Todavia, só mesmo os cegos pelo escotoma bolsonarista acreditam que essa PEC do desespero tem a finalidade altruísta de minorar a situação dos milhões de brasileiros que entraram para a fila da pobreza extrema no governo atual. Na verdade, tudo não passa de um cruel engodo eleitoral. A ampliação do benefício do Auxílio Brasil, de R$ 400 mensais para R$ 600 mensais, em nada vai minorar a situação dessa gente. Fernando Bezerra, o líder do governo, autor dessa proposta, acha que R$ 26 bilhões serão suficientes para “zerar a fila” dos famintos, proporcionando a incorporação de mais 1,6 milhão de famílias às 18 milhões que já estão no programa do Auxílio Brasil. O que ele não disse é que R$ 600 hoje, em termos de poder aquisitivo, é menos do que foram os 400 reais em 2020. E o tal vale combustível que ele quer dar aos caminhoneiros é uma brincadeira sem graça, principalmente em se considerando que ele, como presidente do país controlador da estatal que monopoliza a produção e a distribuição de combustível, se quisesse, já poderia ter dado um jeito nessa situação há muito tempo.

A verdade é que essa PEC tem o objetivo puro e simples de turbinar benefícios sociais às vésperas da eleição presidencial. Sua validade é até o fim do ano, atropelando a própria Constituição do país.
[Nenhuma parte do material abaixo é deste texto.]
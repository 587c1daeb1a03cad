use anyhow::{Context, Result, bail};
use clap::{Parser, Subcommand, ValueEnum};
use todoapp_model::{
    CreateTodoInput, FiltersPatch, SortBy, SortOrder, StatusFilter, Todo, TodoId, TodoStatus,
    UpdateTodoInput,
};
use todoapp_store::{ClientConfig, HttpGateway, TodoStore};
use tracing::info;
use tracing_subscriber::{EnvFilter, fmt, layer::SubscriberExt, util::SubscriberInitExt};

#[derive(Parser)]
#[command(name = "todoapp", about = "Work with the task list of a remote todo API")]
struct Cli {
    /// Base URL of the task API (overrides TODOAPP_API_BASE)
    #[arg(long)]
    api_base: Option<String>,

    /// Bearer token sent with every request (overrides TODOAPP_TOKEN)
    #[arg(long)]
    token: Option<String>,

    #[command(subcommand)]
    command: Command,
}

#[derive(Subcommand)]
enum Command {
    /// List todos
    List {
        #[arg(long, value_enum, default_value_t = StatusArg::All)]
        status: StatusArg,
        /// Case-insensitive match against the title
        #[arg(long)]
        search: Option<String>,
        #[arg(long, value_enum, default_value_t = SortArg::Created)]
        sort: SortArg,
        #[arg(long, value_enum, default_value_t = OrderArg::Desc)]
        order: OrderArg,
        #[arg(long, default_value_t = 1)]
        page: u32,
    },
    /// Create a todo
    Add {
        title: String,
        #[arg(long)]
        description: Option<String>,
        /// Start the todo as in progress instead of pending
        #[arg(long)]
        in_progress: bool,
    },
    /// Change fields of a todo
    Edit {
        id: TodoId,
        #[arg(long)]
        title: Option<String>,
        #[arg(long)]
        description: Option<String>,
        #[arg(long, value_enum)]
        status: Option<StateArg>,
    },
    /// Flip a todo between pending and completed
    Toggle { id: TodoId },
    /// Mark a todo as completed
    Complete { id: TodoId },
    /// Delete a todo
    Delete { id: TodoId },
    /// Completion counts for the first page
    Stats,
}

#[derive(Clone, Copy, ValueEnum)]
enum StatusArg {
    All,
    Pending,
    Completed,
}

impl From<StatusArg> for StatusFilter {
    fn from(arg: StatusArg) -> Self {
        match arg {
            StatusArg::All => StatusFilter::All,
            StatusArg::Pending => StatusFilter::Pending,
            StatusArg::Completed => StatusFilter::Completed,
        }
    }
}

#[derive(Clone, Copy, ValueEnum)]
enum SortArg {
    Created,
    Title,
}

impl From<SortArg> for SortBy {
    fn from(arg: SortArg) -> Self {
        match arg {
            SortArg::Created => SortBy::CreatedAt,
            SortArg::Title => SortBy::Title,
        }
    }
}

#[derive(Clone, Copy, ValueEnum)]
enum OrderArg {
    Asc,
    Desc,
}

impl From<OrderArg> for SortOrder {
    fn from(arg: OrderArg) -> Self {
        match arg {
            OrderArg::Asc => SortOrder::Asc,
            OrderArg::Desc => SortOrder::Desc,
        }
    }
}

#[derive(Clone, Copy, ValueEnum)]
enum StateArg {
    Pending,
    InProgress,
    Completed,
}

impl From<StateArg> for TodoStatus {
    fn from(arg: StateArg) -> Self {
        match arg {
            StateArg::Pending => TodoStatus::Pending,
            StateArg::InProgress => TodoStatus::InProgress,
            StateArg::Completed => TodoStatus::Completed,
        }
    }
}

#[tokio::main]
async fn main() -> Result<()> {
    tracing_subscriber::registry()
        .with(EnvFilter::try_from_default_env().unwrap_or_else(|_| EnvFilter::new("info")))
        .with(fmt::layer().with_writer(std::io::stderr))
        .init();

    let cli = Cli::parse();
    let mut config = ClientConfig::from_env().context("Failed to load client configuration")?;
    if let Some(api_base) = cli.api_base {
        config.api_base = api_base;
    }
    if let Some(token) = cli.token {
        config.token = Some(token);
    }

    info!(api_base = %config.api_base, "Starting todoapp client");
    let store = TodoStore::with_page_size(HttpGateway::from_config(&config), config.page_size);
    run(&store, cli.command).await
}

async fn run(store: &TodoStore<HttpGateway>, command: Command) -> Result<()> {
    match command {
        Command::List {
            status,
            search,
            sort,
            order,
            page,
        } => {
            store.set_filters(FiltersPatch {
                status: Some(status.into()),
                search: search.map(Some),
                sort_by: Some(sort.into()),
                sort_order: Some(order.into()),
            });
            store.set_page(page);
            store.fetch(None, None).await;
            check(store)?;

            let view = store.filtered_view();
            if view.is_empty() {
                println!("No tasks yet!");
            }
            for todo in &view {
                print_todo(todo);
            }
            let pagination = store.snapshot().pagination;
            println!(
                "page {} of {} ({} total)",
                pagination.page,
                pagination.total_pages.max(1),
                pagination.total
            );
        }
        Command::Add {
            title,
            description,
            in_progress,
        } => {
            let mut input = CreateTodoInput::new(title);
            if let Some(description) = description {
                input = input.with_description(description);
            }
            if in_progress {
                input = input.with_status(TodoStatus::InProgress);
            }
            let created = store.create(input).await?;
            check(store)?;
            if let Some(todo) = created {
                print_todo(&todo);
            }
        }
        Command::Edit {
            id,
            title,
            description,
            status,
        } => {
            let input = UpdateTodoInput {
                title,
                description,
                status: status.map(Into::into),
                is_completed: None,
            };
            let updated = store.update(id, input).await?;
            check(store)?;
            if let Some(todo) = updated {
                print_todo(&todo);
            }
        }
        Command::Toggle { id } => {
            // Toggling flips the loaded copy first, so the todo has to be loaded
            store.fetch(None, None).await;
            check(store)?;
            if store.find_by_id(id).is_none() {
                bail!("Todo {id} is not on the first page of results");
            }
            let toggled = store.toggle_status(id).await;
            check(store)?;
            if let Some(todo) = toggled {
                print_todo(&todo);
            }
        }
        Command::Complete { id } => {
            let completed = store.mark_completed(id).await;
            check(store)?;
            if let Some(todo) = completed {
                print_todo(&todo);
            }
        }
        Command::Delete { id } => {
            let deleted = store.delete(id).await;
            check(store)?;
            if let Some(id) = deleted {
                println!("Deleted todo {id}");
            }
        }
        Command::Stats => {
            store.fetch(None, None).await;
            check(store)?;
            let stats = store.stats();
            println!(
                "{} total, {} completed ({}%), {} pending of which {} in progress",
                stats.total,
                stats.completed,
                stats.completion_rate,
                stats.pending,
                stats.in_progress
            );
            println!("{} completed today", stats.completed_today);
        }
    }
    Ok(())
}

/// Turns an error left in the store into the command's failure.
fn check(store: &TodoStore<HttpGateway>) -> Result<()> {
    match store.snapshot().error {
        Some(error) => bail!("{error}"),
        None => Ok(()),
    }
}

fn print_todo(todo: &Todo) {
    let mark = if todo.is_completed { "x" } else { " " };
    let created_at = todo.created_at.format("%b %d, %Y at %H:%M");
    println!("[{mark}] #{} {} ({}, created {created_at})", todo.id, todo.title, todo.status);
    if !todo.description.is_empty() {
        println!("      {}", todo.description);
    }
}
Seus autores recorrem à decretação de um duvidoso “estado de emergência”, que só existe nas expectativas de um governo desesperado para encontrar uma tábua de salvação. Por isso ela está sendo chamada de “PEC do Desespero”, “PEC Kamikaze” ou ainda “PEC do Golpe”. É uma clara tentativa de mudar os rumos da preferência do eleitorado.

Ela vai agora para a Câmara dos Deputados. Que eles não se deixem enganar como os senadores se deixaram. Tudo bem que este é um ano de eleições e todos querem se mostrar “bonzinhos”. Mas a “bondade dos fariseus”, como disse Jesus, sempre teve um custo muito alto. Eles nunca pagam, mas os sacrificados nós sabemos quem são.